== Segment start ==

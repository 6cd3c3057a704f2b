//! # Shipment Tracker
//!
//! A small tracking service built with Axum: a web page and a JSON endpoint
//! that look up a shipment's status by label identifier through the
//! ShipEngine tracking API.
//!
//! ## Architecture
//!
//! This crate follows Clean Architecture principles with clear layer separation:
//!
//! - **Domain Layer** ([`domain`]) - Tracking record and provider trait
//! - **Application Layer** ([`application`]) - Lookup validation, logging and metrics
//! - **Infrastructure Layer** ([`infrastructure`]) - ShipEngine REST client
//! - **API Layer** ([`api`]) - JSON handlers, DTOs, and middleware
//! - **Web Layer** ([`web`]) - Tracking page and its state machine
//!
//! ## Quick Start
//!
//! ```bash
//! export SHIPENGINE_API_KEY="TEST_xxxxxxxxxxxxxxxxxxxx"
//!
//! # Start the service
//! cargo run
//!
//! # Or look up a label from the terminal
//! cargo run --bin track -- se-28529731
//! ```
//!
//! ## Configuration
//!
//! Service configuration is loaded from environment variables via [`config::Config`].
//! See [`config`] module for available options.

pub mod api;
pub mod application;
pub mod domain;
pub mod error;
pub mod infrastructure;
pub mod state;

pub mod config;
pub mod server;

pub mod routes;
pub mod web;

pub use error::AppError;
pub use state::AppState;

/// Commonly used types for external consumers.
///
/// Re-exports frequently used types to simplify imports for library users
/// and integration tests.
pub mod prelude {
    pub use crate::application::services::TrackingService;
    pub use crate::domain::entities::{TrackingEvent, TrackingRecord, TrackingSummary};
    pub use crate::domain::providers::{ProviderError, TrackingProvider};
    pub use crate::error::AppError;
    pub use crate::state::AppState;
}
//! Tracking record returned by the shipping provider.

use serde::ser::SerializeMap;
use serde::{Deserialize, Serialize, Serializer};
use serde_json::{Map, Value};

/// Placeholder shown for optional fields the provider left empty.
pub const NOT_AVAILABLE: &str = "N/A";

/// Status snapshot of a shipment, as reported by the tracking provider.
///
/// The record is owned by the provider: it is decoded from the provider's
/// snake_case wire format and re-emitted in camelCase without local
/// validation. Only the fields this service reads are typed; everything else
/// the provider sends is kept in [`ProviderFields`] and re-emitted unchanged
/// apart from the key casing. Nothing here is persisted.
#[derive(Debug, Clone, Default, PartialEq, Serialize, Deserialize)]
#[serde(rename_all(serialize = "camelCase", deserialize = "snake_case"))]
pub struct TrackingRecord {
    #[serde(default)]
    pub tracking_number: String,
    #[serde(default)]
    pub status_description: String,
    #[serde(default, skip_serializing_if = "Option::is_none")]
    pub carrier_status_description: Option<String>,
    #[serde(default, skip_serializing_if = "Option::is_none")]
    pub estimated_delivery_date: Option<String>,
    #[serde(default, skip_serializing_if = "Option::is_none")]
    pub actual_delivery_date: Option<String>,
    #[serde(default)]
    pub events: Vec<TrackingEvent>,

    #[serde(flatten)]
    pub extra: ProviderFields,
}

/// A single scan or status change in the shipment's history.
#[derive(Debug, Clone, Default, PartialEq, Serialize, Deserialize)]
#[serde(rename_all(serialize = "camelCase", deserialize = "snake_case"))]
pub struct TrackingEvent {
    #[serde(default, skip_serializing_if = "Option::is_none")]
    pub occurred_at: Option<String>,
    #[serde(default, skip_serializing_if = "Option::is_none")]
    pub description: Option<String>,
    #[serde(default, skip_serializing_if = "Option::is_none")]
    pub status_description: Option<String>,
    #[serde(default, skip_serializing_if = "Option::is_none")]
    pub city_locality: Option<String>,
    #[serde(default, skip_serializing_if = "Option::is_none")]
    pub state_province: Option<String>,
    #[serde(default, skip_serializing_if = "Option::is_none")]
    pub country_code: Option<String>,

    #[serde(flatten)]
    pub extra: ProviderFields,
}

/// Provider fields carried through without interpretation.
///
/// Keys are stored as received (snake_case) and serialized in camelCase,
/// recursively through nested objects and arrays.
#[derive(Debug, Clone, Default, PartialEq, Deserialize)]
#[serde(transparent)]
pub struct ProviderFields(Map<String, Value>);

impl ProviderFields {
    pub fn get(&self, key: &str) -> Option<&Value> {
        self.0.get(key)
    }

    pub fn insert(&mut self, key: impl Into<String>, value: Value) -> Option<Value> {
        self.0.insert(key.into(), value)
    }

    pub fn is_empty(&self) -> bool {
        self.0.is_empty()
    }
}

impl Serialize for ProviderFields {
    fn serialize<S: Serializer>(&self, serializer: S) -> Result<S::Ok, S::Error> {
        let mut map = serializer.serialize_map(Some(self.0.len()))?;
        for (key, value) in &self.0 {
            map.serialize_entry(&camel_case(key), &camel_case_keys(value))?;
        }
        map.end()
    }
}

fn camel_case(key: &str) -> String {
    let mut out = String::with_capacity(key.len());
    let mut upper = false;

    for c in key.chars() {
        if c == '_' {
            upper = !out.is_empty();
        } else if upper {
            out.extend(c.to_uppercase());
            upper = false;
        } else {
            out.push(c);
        }
    }

    out
}

fn camel_case_keys(value: &Value) -> Value {
    match value {
        Value::Object(map) => Value::Object(
            map.iter()
                .map(|(key, value)| (camel_case(key), camel_case_keys(value)))
                .collect(),
        ),
        Value::Array(items) => Value::Array(items.iter().map(camel_case_keys).collect()),
        other => other.clone(),
    }
}

/// The five display fields of a [`TrackingRecord`], ready for rendering.
///
/// Missing or empty optional fields are replaced with [`NOT_AVAILABLE`].
#[derive(Debug, Clone, PartialEq, Eq)]
pub struct TrackingSummary {
    pub tracking_number: String,
    pub status: String,
    pub carrier_status: String,
    pub estimated_delivery: String,
    pub actual_delivery: String,
}

impl TrackingRecord {
    /// Builds the display summary for this record.
    pub fn summary(&self) -> TrackingSummary {
        TrackingSummary {
            tracking_number: self.tracking_number.clone(),
            status: self.status_description.clone(),
            carrier_status: or_not_available(self.carrier_status_description.as_deref()),
            estimated_delivery: or_not_available(self.estimated_delivery_date.as_deref()),
            actual_delivery: or_not_available(self.actual_delivery_date.as_deref()),
        }
    }
}

fn or_not_available(value: Option<&str>) -> String {
    match value {
        Some(v) if !v.is_empty() => v.to_string(),
        _ => NOT_AVAILABLE.to_string(),
    }
}

#[cfg(test)]
mod tests {
    use super::*;
    use serde_json::json;

    #[test]
    fn test_decodes_provider_wire_format() {
        let wire = json!({
            "tracking_number": "1Z932R800392060079",
            "status_code": "DE",
            "status_description": "Delivered",
            "carrier_status_description": "Delivered, Front Door",
            "carrier_id": 1,
            "estimated_delivery_date": "2024-03-01T00:00:00Z",
            "actual_delivery_date": null,
            "events": [
                {
                    "occurred_at": "2024-02-28T14:02:00Z",
                    "description": "Arrived at facility",
                    "city_locality": "Austin",
                    "latitude": 30.26,
                    "longitude": -97.74
                }
            ]
        });

        let record: TrackingRecord = serde_json::from_value(wire).unwrap();

        assert_eq!(record.tracking_number, "1Z932R800392060079");
        assert_eq!(record.extra.get("status_code"), Some(&json!("DE")));
        assert_eq!(record.extra.get("carrier_id"), Some(&json!(1)));
        assert_eq!(record.actual_delivery_date, None);
        assert_eq!(record.events.len(), 1);
        assert_eq!(record.events[0].city_locality.as_deref(), Some("Austin"));
        assert_eq!(record.events[0].extra.get("latitude"), Some(&json!(30.26)));
    }

    #[test]
    fn test_serializes_in_camel_case() {
        let record = TrackingRecord {
            tracking_number: "9400".to_string(),
            status_description: "In Transit".to_string(),
            carrier_status_description: Some("Departed".to_string()),
            ..Default::default()
        };

        let value = serde_json::to_value(&record).unwrap();

        assert_eq!(value["trackingNumber"], "9400");
        assert_eq!(value["statusDescription"], "In Transit");
        assert_eq!(value["carrierStatusDescription"], "Departed");
        assert!(value.get("tracking_number").is_none());
    }

    #[test]
    fn test_omits_fields_the_provider_did_not_send() {
        let record: TrackingRecord = serde_json::from_value(json!({
            "tracking_number": "9400",
            "status_description": "Accepted",
            "events": [{ "description": "Label created" }]
        }))
        .unwrap();

        let value = serde_json::to_value(&record).unwrap();

        assert_eq!(
            value,
            json!({
                "trackingNumber": "9400",
                "statusDescription": "Accepted",
                "events": [{ "description": "Label created" }]
            })
        );
    }

    #[test]
    fn test_carries_unknown_fields_through() {
        let record: TrackingRecord = serde_json::from_value(json!({
            "tracking_number": "1Z",
            "status_description": "Delivered",
            "carrier_id": "se-123",
            "carrier_detail_code": "X1",
            "label_details": { "ship_to_name": "A", "package_ids": [1, 2] },
            "events": [{ "description": "d", "status_detail_code": "SD" }]
        }))
        .unwrap();

        let value = serde_json::to_value(&record).unwrap();

        assert_eq!(value["carrierId"], "se-123");
        assert_eq!(value["carrierDetailCode"], "X1");
        assert_eq!(
            value["labelDetails"],
            json!({ "shipToName": "A", "packageIds": [1, 2] })
        );
        assert_eq!(value["events"][0]["statusDetailCode"], "SD");
        assert!(value.get("carrier_detail_code").is_none());
    }

    #[test]
    fn test_camel_case() {
        assert_eq!(camel_case("carrier_detail_code"), "carrierDetailCode");
        assert_eq!(camel_case("signer"), "signer");
        assert_eq!(camel_case("_private"), "private");
        assert_eq!(camel_case("already_camelCase"), "alreadyCamelCase");
    }

    #[test]
    fn test_summary_uses_placeholder_for_missing_fields() {
        let record = TrackingRecord {
            tracking_number: "9400".to_string(),
            status_description: "Accepted".to_string(),
            carrier_status_description: Some(String::new()),
            ..Default::default()
        };

        let summary = record.summary();

        assert_eq!(summary.tracking_number, "9400");
        assert_eq!(summary.status, "Accepted");
        assert_eq!(summary.carrier_status, NOT_AVAILABLE);
        assert_eq!(summary.estimated_delivery, NOT_AVAILABLE);
        assert_eq!(summary.actual_delivery, NOT_AVAILABLE);
    }

    #[test]
    fn test_summary_keeps_dates_as_reported() {
        let record = TrackingRecord {
            estimated_delivery_date: Some("2024-03-01T17:30:00-05:00".to_string()),
            actual_delivery_date: Some("next Tuesday".to_string()),
            ..Default::default()
        };

        let summary = record.summary();

        assert_eq!(summary.estimated_delivery, "2024-03-01T17:30:00-05:00");
        assert_eq!(summary.actual_delivery, "next Tuesday");
    }
}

== Segment end ==

Task requirements: Every line above that has the string "Architecture" needs to be copied.

Your solution:
//! ## Architecture
//! This crate follows Clean Architecture principles with clear layer separation:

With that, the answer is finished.